══ GIVEN RECORDS ══

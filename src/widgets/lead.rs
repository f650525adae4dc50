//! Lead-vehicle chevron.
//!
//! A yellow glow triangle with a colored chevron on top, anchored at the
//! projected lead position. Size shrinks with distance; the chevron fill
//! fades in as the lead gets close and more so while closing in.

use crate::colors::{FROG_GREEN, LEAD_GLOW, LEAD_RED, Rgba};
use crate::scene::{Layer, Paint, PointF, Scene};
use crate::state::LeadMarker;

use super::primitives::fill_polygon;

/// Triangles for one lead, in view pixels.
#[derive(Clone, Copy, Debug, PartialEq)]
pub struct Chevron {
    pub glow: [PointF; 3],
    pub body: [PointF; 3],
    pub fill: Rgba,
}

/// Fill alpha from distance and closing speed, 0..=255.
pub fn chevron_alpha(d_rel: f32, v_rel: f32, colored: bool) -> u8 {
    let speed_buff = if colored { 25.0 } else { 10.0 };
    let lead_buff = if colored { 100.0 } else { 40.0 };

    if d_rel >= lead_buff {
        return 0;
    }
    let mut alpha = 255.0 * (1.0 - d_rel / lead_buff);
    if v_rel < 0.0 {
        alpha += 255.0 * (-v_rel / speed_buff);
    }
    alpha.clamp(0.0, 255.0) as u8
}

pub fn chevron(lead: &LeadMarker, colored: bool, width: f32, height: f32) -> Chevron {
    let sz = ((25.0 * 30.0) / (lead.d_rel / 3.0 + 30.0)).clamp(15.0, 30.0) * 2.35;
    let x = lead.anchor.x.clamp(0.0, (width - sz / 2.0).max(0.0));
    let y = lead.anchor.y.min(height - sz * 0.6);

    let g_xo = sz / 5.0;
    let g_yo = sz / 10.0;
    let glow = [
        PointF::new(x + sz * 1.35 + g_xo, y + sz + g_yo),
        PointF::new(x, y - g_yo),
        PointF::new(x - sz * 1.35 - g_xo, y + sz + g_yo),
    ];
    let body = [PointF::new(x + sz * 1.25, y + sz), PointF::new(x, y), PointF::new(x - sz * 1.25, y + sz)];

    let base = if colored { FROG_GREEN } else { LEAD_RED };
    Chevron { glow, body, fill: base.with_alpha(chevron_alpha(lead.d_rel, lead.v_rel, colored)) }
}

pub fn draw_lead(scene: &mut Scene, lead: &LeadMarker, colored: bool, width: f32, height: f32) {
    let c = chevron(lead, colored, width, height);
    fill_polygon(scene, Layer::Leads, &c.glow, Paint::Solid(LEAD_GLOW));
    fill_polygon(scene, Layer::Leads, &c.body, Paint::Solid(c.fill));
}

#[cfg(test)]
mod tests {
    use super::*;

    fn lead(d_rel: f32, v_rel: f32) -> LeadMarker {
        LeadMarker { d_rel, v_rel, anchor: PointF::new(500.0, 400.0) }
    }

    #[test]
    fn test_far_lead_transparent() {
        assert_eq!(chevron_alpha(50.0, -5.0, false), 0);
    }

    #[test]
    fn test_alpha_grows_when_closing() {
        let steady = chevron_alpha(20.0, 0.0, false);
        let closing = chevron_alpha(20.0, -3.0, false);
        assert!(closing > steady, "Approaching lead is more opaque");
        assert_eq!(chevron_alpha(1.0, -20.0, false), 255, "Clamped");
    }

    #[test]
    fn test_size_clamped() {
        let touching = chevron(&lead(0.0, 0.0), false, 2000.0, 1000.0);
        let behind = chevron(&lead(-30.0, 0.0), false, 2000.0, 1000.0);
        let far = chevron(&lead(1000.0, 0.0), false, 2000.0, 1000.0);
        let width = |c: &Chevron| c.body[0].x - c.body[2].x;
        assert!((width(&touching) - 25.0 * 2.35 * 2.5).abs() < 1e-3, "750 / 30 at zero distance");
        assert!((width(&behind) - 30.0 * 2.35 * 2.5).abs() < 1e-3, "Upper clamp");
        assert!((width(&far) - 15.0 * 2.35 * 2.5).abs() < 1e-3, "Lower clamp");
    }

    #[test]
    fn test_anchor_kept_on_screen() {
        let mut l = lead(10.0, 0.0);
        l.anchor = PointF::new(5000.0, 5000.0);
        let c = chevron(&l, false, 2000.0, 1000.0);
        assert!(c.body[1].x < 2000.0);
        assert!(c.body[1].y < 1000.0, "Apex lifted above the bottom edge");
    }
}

═══

TASK PROMPT - Lines of the listing above that contain the word "touching" should all be returned.

RESPONSE -
        let touching = chevron(&lead(0.0, 0.0), false, 2000.0, 1000.0);
        assert!((width(&touching) - 25.0 * 2.35 * 2.5).abs() < 1e-3, "750 / 30 at zero distance");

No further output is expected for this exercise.